-- Study material follows --

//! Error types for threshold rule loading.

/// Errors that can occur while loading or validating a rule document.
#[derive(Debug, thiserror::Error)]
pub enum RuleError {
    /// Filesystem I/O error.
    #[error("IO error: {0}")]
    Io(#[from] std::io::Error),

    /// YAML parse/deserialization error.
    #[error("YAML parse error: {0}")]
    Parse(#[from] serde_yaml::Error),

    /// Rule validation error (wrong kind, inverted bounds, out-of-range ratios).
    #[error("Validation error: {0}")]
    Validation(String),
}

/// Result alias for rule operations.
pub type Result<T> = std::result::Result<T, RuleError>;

-- Study material concluded --

> Your objective: Each of the records above is to be reproduced word for word.

> Answer box:
//! Error types for threshold rule loading.

/// Errors that can occur while loading or validating a rule document.
#[derive(Debug, thiserror::Error)]
pub enum RuleError {
    /// Filesystem I/O error.
    #[error("IO error: {0}")]
    Io(#[from] std::io::Error),

    /// YAML parse/deserialization error.
    #[error("YAML parse error: {0}")]
    Parse(#[from] serde_yaml::Error),

    /// Rule validation error (wrong kind, inverted bounds, out-of-range ratios).
    #[error("Validation error: {0}")]
    Validation(String),
}

/// Result alias for rule operations.
pub type Result<T> = std::result::Result<T, RuleError>;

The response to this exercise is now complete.